= Assignment =
Your job is to report every line of the entries that has "WorkflowGraph".

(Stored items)
--- START ---

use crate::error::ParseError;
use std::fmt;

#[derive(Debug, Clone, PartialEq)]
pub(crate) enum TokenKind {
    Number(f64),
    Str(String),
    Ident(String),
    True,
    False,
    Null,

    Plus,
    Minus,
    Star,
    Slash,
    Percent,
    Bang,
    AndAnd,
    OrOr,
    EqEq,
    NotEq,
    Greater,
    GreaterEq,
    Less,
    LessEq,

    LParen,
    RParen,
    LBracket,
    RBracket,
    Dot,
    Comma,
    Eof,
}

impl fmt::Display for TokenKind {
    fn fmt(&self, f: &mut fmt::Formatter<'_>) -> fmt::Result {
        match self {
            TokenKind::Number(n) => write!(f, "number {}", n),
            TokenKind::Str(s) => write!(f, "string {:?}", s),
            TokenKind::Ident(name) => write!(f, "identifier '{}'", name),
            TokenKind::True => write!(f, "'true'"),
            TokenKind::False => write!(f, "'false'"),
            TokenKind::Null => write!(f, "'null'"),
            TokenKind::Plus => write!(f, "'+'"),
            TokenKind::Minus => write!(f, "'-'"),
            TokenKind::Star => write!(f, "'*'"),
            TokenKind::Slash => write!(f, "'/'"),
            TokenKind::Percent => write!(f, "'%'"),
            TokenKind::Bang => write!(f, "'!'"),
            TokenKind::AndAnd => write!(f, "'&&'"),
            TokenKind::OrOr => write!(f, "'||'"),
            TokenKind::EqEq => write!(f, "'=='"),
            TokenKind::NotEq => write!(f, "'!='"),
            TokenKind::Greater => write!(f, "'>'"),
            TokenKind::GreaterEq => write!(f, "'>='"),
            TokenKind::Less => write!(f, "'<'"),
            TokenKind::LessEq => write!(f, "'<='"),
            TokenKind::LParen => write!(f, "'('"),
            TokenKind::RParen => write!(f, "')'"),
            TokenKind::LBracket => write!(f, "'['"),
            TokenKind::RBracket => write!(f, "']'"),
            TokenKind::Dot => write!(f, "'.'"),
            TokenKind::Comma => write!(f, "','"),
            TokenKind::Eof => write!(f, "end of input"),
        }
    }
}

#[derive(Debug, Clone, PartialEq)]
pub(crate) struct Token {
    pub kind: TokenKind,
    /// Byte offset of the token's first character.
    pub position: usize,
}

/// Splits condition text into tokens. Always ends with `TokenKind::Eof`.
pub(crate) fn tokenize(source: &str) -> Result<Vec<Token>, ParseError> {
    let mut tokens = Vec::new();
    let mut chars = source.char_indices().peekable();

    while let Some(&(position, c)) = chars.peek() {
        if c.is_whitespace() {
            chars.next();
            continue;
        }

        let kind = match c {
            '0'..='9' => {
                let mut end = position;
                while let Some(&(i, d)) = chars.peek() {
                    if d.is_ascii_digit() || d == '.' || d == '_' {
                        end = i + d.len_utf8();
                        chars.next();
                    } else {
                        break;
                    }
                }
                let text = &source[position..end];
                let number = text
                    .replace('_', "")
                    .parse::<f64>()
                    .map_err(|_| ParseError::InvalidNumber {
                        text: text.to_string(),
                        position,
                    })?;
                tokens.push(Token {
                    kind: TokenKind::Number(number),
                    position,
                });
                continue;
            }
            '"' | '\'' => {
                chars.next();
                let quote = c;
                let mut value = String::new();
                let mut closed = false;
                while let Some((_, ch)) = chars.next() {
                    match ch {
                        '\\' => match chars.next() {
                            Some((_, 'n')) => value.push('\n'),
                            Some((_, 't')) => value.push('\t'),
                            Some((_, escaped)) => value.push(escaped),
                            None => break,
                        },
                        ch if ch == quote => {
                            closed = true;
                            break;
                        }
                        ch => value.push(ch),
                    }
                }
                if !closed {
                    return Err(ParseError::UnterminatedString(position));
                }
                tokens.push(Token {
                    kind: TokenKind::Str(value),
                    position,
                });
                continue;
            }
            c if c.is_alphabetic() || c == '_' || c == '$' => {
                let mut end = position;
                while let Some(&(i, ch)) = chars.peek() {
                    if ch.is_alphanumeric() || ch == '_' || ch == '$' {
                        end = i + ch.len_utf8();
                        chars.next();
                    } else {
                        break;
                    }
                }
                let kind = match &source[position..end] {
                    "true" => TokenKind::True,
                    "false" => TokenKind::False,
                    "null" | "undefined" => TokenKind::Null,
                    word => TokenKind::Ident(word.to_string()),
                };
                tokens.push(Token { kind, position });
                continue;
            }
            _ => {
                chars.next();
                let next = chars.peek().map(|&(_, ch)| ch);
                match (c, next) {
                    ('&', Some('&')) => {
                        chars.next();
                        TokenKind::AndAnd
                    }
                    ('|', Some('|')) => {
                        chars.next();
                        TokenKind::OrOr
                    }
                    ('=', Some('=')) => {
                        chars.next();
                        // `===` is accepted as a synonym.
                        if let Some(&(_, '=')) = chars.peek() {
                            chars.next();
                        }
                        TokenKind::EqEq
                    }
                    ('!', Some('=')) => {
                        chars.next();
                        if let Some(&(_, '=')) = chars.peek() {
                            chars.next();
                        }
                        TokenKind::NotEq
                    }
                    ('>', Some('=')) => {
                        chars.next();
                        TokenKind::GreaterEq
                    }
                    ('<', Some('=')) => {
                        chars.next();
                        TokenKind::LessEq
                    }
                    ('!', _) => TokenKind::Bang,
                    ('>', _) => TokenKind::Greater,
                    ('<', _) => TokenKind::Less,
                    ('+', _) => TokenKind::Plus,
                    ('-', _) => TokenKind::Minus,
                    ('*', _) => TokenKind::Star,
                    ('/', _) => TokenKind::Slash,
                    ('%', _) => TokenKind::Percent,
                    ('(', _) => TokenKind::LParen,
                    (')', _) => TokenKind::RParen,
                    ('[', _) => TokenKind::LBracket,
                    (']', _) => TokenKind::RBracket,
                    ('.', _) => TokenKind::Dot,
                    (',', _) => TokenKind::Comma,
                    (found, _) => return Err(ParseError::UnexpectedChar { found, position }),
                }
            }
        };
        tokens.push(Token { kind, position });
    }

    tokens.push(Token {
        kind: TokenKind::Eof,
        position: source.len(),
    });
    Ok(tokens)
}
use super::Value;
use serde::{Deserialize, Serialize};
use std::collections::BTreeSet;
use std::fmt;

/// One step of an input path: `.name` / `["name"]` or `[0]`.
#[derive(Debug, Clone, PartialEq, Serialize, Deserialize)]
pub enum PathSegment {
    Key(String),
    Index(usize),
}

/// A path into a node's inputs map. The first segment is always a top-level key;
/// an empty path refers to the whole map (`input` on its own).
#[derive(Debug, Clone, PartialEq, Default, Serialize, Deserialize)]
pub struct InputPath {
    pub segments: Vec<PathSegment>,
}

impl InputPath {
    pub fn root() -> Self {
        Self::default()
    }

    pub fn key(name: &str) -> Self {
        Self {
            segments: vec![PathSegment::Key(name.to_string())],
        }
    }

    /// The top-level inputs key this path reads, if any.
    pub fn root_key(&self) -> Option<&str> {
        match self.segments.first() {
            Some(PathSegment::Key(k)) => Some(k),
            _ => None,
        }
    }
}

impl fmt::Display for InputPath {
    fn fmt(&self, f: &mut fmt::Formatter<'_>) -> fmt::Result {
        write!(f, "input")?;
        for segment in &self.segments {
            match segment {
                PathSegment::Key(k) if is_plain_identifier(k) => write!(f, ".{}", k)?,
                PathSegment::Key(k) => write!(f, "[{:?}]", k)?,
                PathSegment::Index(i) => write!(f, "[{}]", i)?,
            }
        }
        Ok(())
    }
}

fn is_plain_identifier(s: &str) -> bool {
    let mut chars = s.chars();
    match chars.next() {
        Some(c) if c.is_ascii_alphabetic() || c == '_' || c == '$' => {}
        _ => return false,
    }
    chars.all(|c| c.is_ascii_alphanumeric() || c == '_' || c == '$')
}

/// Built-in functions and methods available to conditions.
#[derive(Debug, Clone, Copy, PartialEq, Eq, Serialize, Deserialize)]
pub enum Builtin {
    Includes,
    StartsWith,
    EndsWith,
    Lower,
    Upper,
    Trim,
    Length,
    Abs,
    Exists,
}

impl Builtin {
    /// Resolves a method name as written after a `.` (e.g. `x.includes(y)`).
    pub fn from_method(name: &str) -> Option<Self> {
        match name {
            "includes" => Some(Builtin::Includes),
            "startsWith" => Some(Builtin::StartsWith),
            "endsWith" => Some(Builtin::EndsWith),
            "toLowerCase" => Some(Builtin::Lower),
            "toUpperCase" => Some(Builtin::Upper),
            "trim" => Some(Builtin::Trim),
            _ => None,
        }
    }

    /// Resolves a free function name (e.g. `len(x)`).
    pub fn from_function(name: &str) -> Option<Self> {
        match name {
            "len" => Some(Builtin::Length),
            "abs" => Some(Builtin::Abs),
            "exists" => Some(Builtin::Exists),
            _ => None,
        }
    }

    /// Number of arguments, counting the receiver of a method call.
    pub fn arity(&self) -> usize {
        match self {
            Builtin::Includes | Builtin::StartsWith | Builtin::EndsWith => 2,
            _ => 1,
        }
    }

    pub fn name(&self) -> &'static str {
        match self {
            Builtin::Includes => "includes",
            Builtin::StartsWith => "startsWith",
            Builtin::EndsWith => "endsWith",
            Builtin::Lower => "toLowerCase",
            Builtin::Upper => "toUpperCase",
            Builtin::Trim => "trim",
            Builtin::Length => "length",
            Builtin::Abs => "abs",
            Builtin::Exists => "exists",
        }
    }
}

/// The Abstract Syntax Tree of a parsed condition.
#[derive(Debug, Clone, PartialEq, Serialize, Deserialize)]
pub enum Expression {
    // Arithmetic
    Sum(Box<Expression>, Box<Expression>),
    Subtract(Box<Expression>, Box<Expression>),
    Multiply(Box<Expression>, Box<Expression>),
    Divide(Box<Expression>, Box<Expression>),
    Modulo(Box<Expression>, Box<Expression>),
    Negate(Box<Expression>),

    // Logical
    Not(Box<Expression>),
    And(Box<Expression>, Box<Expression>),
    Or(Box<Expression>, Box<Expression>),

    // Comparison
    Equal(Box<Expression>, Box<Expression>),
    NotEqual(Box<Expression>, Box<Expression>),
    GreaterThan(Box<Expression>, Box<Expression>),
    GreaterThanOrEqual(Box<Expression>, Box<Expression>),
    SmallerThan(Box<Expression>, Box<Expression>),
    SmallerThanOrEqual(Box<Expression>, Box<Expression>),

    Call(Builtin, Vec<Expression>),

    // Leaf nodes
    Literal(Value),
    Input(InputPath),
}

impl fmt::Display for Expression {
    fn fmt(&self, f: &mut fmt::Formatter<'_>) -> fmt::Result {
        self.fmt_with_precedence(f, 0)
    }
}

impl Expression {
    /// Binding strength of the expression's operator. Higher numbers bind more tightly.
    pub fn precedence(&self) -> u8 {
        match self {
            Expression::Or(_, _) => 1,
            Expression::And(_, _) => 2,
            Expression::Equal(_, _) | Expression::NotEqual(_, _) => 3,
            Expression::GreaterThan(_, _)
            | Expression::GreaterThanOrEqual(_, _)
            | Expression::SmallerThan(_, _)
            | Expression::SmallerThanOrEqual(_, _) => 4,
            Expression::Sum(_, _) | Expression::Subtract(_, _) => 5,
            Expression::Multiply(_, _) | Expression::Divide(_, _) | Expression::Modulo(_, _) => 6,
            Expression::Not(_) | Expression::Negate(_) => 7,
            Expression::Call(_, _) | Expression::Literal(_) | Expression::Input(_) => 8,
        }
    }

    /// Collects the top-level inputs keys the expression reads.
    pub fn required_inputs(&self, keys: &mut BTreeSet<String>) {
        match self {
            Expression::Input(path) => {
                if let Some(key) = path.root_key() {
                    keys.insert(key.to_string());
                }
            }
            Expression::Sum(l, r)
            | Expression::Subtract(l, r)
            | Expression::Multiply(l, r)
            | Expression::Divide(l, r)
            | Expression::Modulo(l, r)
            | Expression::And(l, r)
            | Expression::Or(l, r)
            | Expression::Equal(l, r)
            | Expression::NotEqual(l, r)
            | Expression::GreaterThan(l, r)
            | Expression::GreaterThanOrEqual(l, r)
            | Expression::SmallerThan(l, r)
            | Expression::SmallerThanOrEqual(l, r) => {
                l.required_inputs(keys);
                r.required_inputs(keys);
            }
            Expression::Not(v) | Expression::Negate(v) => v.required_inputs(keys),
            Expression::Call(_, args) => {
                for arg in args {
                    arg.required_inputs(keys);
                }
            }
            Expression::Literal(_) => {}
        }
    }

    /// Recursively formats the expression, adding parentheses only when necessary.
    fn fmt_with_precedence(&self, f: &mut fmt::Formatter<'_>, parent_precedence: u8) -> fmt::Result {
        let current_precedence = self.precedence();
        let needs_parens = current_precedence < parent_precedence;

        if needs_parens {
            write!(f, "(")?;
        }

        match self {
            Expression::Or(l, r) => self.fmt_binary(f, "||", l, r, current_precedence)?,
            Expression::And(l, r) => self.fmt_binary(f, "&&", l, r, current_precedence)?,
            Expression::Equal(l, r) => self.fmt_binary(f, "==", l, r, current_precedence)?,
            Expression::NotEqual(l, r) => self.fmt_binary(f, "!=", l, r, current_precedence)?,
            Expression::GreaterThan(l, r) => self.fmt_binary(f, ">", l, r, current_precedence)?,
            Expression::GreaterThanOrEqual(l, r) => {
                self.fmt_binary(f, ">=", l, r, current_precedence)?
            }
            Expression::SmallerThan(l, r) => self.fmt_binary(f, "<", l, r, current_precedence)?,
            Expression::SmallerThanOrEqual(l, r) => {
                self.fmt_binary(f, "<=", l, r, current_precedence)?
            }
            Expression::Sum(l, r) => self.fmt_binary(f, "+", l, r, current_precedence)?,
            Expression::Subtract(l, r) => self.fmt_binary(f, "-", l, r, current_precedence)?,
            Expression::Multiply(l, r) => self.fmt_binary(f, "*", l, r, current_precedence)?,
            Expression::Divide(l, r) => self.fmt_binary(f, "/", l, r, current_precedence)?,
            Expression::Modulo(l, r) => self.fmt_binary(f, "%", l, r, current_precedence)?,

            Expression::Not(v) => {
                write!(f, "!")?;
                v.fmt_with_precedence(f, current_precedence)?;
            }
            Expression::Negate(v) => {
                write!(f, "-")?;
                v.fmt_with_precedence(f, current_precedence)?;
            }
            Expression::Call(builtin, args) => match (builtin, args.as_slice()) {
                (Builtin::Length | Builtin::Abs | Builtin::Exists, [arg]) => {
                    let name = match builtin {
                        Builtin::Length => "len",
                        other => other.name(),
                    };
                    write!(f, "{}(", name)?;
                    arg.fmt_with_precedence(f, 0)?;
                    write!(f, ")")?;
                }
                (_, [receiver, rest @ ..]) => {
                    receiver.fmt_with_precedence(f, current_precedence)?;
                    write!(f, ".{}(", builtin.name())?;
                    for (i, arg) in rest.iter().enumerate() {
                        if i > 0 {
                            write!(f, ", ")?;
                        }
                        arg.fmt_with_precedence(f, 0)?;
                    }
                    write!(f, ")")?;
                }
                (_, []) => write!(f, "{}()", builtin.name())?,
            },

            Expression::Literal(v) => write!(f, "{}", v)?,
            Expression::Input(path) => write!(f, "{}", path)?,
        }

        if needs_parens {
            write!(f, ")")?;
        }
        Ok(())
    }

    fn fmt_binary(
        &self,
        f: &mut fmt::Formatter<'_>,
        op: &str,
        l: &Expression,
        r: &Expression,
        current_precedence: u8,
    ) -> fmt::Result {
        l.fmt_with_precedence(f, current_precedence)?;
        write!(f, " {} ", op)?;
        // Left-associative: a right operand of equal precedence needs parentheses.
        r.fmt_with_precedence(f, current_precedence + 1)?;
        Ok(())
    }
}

--- END ---
--- START ---

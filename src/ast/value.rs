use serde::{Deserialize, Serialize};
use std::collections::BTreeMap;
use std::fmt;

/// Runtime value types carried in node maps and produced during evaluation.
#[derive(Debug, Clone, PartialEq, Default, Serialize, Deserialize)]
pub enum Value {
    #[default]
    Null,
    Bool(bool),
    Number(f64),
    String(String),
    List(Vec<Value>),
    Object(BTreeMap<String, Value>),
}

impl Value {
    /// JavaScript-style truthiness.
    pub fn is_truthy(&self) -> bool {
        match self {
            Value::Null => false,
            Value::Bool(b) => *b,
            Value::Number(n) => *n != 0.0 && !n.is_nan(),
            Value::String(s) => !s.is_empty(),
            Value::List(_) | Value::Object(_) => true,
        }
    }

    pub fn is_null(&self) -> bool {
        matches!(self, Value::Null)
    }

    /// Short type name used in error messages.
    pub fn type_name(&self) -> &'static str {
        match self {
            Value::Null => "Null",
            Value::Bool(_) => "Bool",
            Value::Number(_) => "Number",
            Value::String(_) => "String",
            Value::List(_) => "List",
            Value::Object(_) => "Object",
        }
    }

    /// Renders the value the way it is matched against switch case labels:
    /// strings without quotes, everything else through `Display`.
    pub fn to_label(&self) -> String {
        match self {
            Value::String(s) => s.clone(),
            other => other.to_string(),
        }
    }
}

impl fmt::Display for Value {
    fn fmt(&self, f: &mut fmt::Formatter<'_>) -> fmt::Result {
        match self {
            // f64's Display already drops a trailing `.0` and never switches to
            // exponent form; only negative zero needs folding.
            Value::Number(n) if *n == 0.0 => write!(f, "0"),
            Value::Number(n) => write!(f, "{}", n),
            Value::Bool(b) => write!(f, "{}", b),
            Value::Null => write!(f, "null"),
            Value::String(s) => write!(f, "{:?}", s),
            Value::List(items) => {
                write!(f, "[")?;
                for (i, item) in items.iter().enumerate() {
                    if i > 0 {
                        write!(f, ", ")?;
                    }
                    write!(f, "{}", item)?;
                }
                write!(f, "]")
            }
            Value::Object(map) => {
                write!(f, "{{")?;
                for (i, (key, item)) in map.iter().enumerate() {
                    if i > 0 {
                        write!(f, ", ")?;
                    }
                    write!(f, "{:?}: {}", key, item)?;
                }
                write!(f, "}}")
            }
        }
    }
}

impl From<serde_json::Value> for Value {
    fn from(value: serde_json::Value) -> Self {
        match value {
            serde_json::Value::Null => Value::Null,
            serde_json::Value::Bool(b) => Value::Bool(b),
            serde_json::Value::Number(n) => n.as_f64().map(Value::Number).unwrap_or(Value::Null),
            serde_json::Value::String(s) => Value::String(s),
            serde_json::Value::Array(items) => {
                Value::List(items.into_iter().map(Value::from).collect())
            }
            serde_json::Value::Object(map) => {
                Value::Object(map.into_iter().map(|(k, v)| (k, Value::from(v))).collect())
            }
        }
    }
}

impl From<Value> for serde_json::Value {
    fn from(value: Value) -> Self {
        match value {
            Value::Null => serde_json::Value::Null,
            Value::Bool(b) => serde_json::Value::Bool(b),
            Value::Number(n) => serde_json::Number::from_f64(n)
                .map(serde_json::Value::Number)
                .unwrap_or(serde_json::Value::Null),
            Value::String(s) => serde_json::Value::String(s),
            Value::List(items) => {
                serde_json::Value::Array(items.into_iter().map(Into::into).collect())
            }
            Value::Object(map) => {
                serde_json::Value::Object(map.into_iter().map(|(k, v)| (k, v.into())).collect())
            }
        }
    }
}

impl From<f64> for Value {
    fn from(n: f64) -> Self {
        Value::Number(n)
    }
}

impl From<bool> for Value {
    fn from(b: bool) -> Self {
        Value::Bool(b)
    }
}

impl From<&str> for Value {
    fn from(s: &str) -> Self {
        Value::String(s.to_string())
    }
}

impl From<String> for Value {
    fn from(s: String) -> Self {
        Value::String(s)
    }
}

--- END ---
--- START ---

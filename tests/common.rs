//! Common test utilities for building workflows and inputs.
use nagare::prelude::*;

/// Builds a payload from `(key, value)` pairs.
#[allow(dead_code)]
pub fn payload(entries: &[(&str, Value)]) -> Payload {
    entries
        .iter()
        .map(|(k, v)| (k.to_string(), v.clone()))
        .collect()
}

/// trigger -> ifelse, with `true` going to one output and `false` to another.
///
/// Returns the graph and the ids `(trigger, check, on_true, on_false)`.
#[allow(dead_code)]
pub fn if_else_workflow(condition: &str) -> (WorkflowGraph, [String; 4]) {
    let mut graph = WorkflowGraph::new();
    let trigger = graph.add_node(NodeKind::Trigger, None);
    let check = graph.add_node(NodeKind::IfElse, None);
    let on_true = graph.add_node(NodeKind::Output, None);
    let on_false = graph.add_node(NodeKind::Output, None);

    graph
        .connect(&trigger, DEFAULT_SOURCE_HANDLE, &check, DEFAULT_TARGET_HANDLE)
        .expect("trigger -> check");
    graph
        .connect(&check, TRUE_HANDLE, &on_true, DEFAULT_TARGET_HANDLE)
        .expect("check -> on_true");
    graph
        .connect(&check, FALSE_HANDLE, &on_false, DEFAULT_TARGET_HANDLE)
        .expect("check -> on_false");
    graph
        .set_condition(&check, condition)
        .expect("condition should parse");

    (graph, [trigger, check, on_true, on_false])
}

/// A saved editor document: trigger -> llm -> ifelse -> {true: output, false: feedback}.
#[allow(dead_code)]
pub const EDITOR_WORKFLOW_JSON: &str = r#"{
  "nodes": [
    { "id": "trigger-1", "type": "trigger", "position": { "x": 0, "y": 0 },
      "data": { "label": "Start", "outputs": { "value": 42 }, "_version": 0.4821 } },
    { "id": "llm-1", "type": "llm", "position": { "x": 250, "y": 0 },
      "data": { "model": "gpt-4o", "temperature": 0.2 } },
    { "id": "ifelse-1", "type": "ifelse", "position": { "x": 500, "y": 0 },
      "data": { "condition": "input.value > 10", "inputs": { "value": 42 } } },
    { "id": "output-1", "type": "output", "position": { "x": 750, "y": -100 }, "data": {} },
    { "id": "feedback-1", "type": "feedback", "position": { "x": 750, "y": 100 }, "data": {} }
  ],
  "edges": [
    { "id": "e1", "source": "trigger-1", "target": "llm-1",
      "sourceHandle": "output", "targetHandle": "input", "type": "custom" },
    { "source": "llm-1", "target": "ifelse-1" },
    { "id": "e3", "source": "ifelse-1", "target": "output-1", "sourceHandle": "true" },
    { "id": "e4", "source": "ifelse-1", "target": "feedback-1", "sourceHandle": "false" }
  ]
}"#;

--- END ---

= Solution to this problem =
pub fn if_else_workflow(condition: &str) -> (WorkflowGraph, [String; 4]) {
    let mut graph = WorkflowGraph::new();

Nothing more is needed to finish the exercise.